Impact of DNA End Structure and Cellular Growth Phase on DNA Repair by Nonhomologous End‐Joining (NHEJ) in Saccharomyces cerevisiae

Abstract

DNA within the cell is constantly bombarded by endogenous sources of damage (replication errors, cellular metabolism) and exogenous sources (radiation, chemical exposure), resulting in the formation of more than 100,000 DNA lesions per cell daily. There are several potential consequences of this damage, including stimulation of a cell stress response, changes in gene transcription, induction of controlled cell death (apoptosis), and the activation of DNA repair pathways.
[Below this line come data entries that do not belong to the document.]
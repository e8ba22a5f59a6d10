use crate::{error::AppError, storage::db::SurrealDbClient, stored_object};

use super::StoredObject;

#[derive(Debug, Clone, Serialize, Deserialize, PartialEq)]
pub struct Beat {
    #[serde(rename = "type")]
    pub beat_type: String,
    pub description: String,
}

#[derive(Debug, Clone, Serialize, Deserialize, PartialEq)]
pub struct KeyDialogueLine {
    pub speaker: String,
    pub text: String,
    #[serde(default)]
    pub to: Option<String>,
    #[serde(default)]
    pub importance: Option<f32>,
}

#[derive(Debug, Clone, Serialize, Deserialize, PartialEq)]
pub struct Tone {
    pub primary: String,
    #[serde(default)]
    pub secondary: Vec<String>,
    pub intensity: f32,
}

impl Default for Tone {
    fn default() -> Self {
        Self {
            primary: String::new(),
            secondary: Vec::new(),
            intensity: 0.5,
        }
    }
}

/// One row per segment: the narrative summary half of the NLP pack
/// (spec.md §3, "SegmentSummary"). Unique on `segment_id`.
stored_object!(SegmentSummary, "segment_summaries", {
    segment_id: String,
    summary: String,
    summary_short: String,
    events: Vec<String>,
    beats: Vec<Beat>,
    key_dialogue: Vec<KeyDialogueLine>,
    tone: Tone,
    model_version: String
});

impl SegmentSummary {
    pub async fn find_by_segment(
        segment_id: &str,
        db: &SurrealDbClient,
    ) -> Result<Option<Self>, AppError> {
        let mut response = db
            .query(format!(
                "SELECT * FROM {} WHERE segment_id = $segment_id LIMIT 1",
                Self::table_name()
            ))
            .bind(("segment_id", segment_id.to_string()))
            .await?;
        let rows: Vec<Self> = response.take(0)?;
        Ok(rows.into_iter().next())
    }

    /// Upsert by `segment_id`, honoring the partial-idempotency rule in
    /// spec.md §4.C step 7: a pre-existing row is left untouched unless `force`.
    pub async fn upsert(self, force: bool, db: &SurrealDbClient) -> Result<bool, AppError> {
        if !force {
            if let Some(existing) = Self::find_by_segment(&self.segment_id, db).await? {
                if existing.segment_id == self.segment_id {
                    return Ok(false);
                }
            }
        }

        let sql = format!(
            "DELETE {table} WHERE segment_id = $segment_id;
             CREATE {table} CONTENT $content;",
            table = Self::table_name()
        );
        db.query(sql)
            .bind(("segment_id", self.segment_id.clone()))
            .bind(("content", self))
            .await?
            .check()?;
        Ok(true)
    }
}
use state_machines::state_machine;

state_machine! {
    name: SegmentMachine,
    state: SegmentState,
    initial: Claimed,
    states: [Claimed, Loaded, Extracted, Invoked, Validated, Materialized, Failed],
    events {
        load { transition: { from: Claimed, to: Loaded } }
        extract { transition: { from: Loaded, to: Extracted } }
        invoke { transition: { from: Extracted, to: Invoked } }
        validate { transition: { from: Invoked, to: Validated } }
        materialize { transition: { from: Validated, to: Materialized } }
        abort {
            transition: { from: Claimed, to: Failed }
            transition: { from: Loaded, to: Failed }
            transition: { from: Extracted, to: Failed }
            transition: { from: Invoked, to: Failed }
            transition: { from: Validated, to: Failed }
            transition: { from: Materialized, to: Failed }
        }
    }
}

pub fn claimed() -> SegmentMachine<(), Claimed> {
    SegmentMachine::new(())
}
use crate::{error::AppError, storage::db::SurrealDbClient, stored_object};

use super::StoredObject;

/// The three media types the processor dispatches extraction on (spec.md §4.C).
#[derive(Debug, Clone, Copy, Serialize, Deserialize, PartialEq, Eq)]
#[serde(rename_all = "snake_case")]
pub enum MediaType {
    Novel,
    Manhwa,
    Anime,
}

impl MediaType {
    pub fn as_str(&self) -> &'static str {
        match self {
            MediaType::Novel => "novel",
            MediaType::Manhwa => "manhwa",
            MediaType::Anime => "anime",
        }
    }
}

stored_object!(Edition, "editions", {
    work_id: String,
    media_type: MediaType
});

impl Edition {
    /// Editions optionally filtered by work and/or media type (spec.md
    /// §4.E step 1: "optionally filtered by work/edition/media_type").
    pub async fn list_matching(
        work_id: Option<&str>,
        media_type: Option<MediaType>,
        db: &SurrealDbClient,
    ) -> Result<Vec<Self>, AppError> {
        let mut conditions = Vec::new();
        if work_id.is_some() {
            conditions.push("work_id = $work_id");
        }
        if media_type.is_some() {
            conditions.push("media_type = $media_type");
        }

        let where_clause = if conditions.is_empty() {
            String::new()
        } else {
            format!("WHERE {}", conditions.join(" AND "))
        };

        let mut query = db.query(format!(
            "SELECT * FROM {} {where_clause} ORDER BY created_at ASC",
            Self::table_name()
        ));
        if let Some(w) = work_id {
            query = query.bind(("work_id", w.to_string()));
        }
        if let Some(m) = media_type {
            query = query.bind(("media_type", m));
        }

        let mut response = query.await?;
        Ok(response.take(0)?)
    }
}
Mutations causing impaired DNA repair are associated with multiple human genetic disorders, which frequently lead to an increased cancer risk. A double‐strand break (DSB) is the most deleterious type of DNA damage, as it promotes mutations, chromosomal rearrangements, and other genomic changes that can lead to cell death. The two primary pathways that repair DSBs are Homologous Recombination (HR) and Nonhomologous End‐joining (NHEJ). This project is focused on the NHEJ pathway in Saccharomyces cerevisiae, which is mediated by three main protein complexes: Yku70‐Yku80 (Yku), Mre11‐Rad50‐Xrs2 (Mrx), and Dnl4‐Lif1‐Nej1 (Dnl). Our experiments use plasmid NHEJ assays to measure the efficiency and accuracy of DSB repair in mutant strains of yeast deficient in DNA repair. This is done by transforming plasmids containing a DSB in one of two selectable markers into cells and utilizing the NHEJ pathway to repair the plasmid. The results are then quantified by measuring cellular growth on selective media to determine the degree of reduced repair efficiency. Preliminary results indicated that the Mrx DNA end‐bridging complex is situationally required for efficient NHEJ, while the Yku and Dnl complexes are always required. The requirement for Mrx was dependent on the cell growth phase, as it was lower in cultures with high levels of G1 cells. Mrx was always required for efficient repair of ends with 3′ single‐stranded overhangs, but not for DSBs with 5′ single‐stranded overhangs. Our hypothesis is that Mrx may play a protector role at DSB ends containing 3′ overhangs, shielding them from nucleases such as Exo1 or Sgs1‐Dna2 that may preferentially target this end structure. In addition, using an improved version of the plasmid assays, we have identified three new S. cerevisiae genes that affect NHEJ repair efficiency. Current experiments are investigating the role of chromatin remodeling proteins Arp5, Arp6, and Arp8, along with DNA end‐processing proteins, to assess their role in NHEJ repair.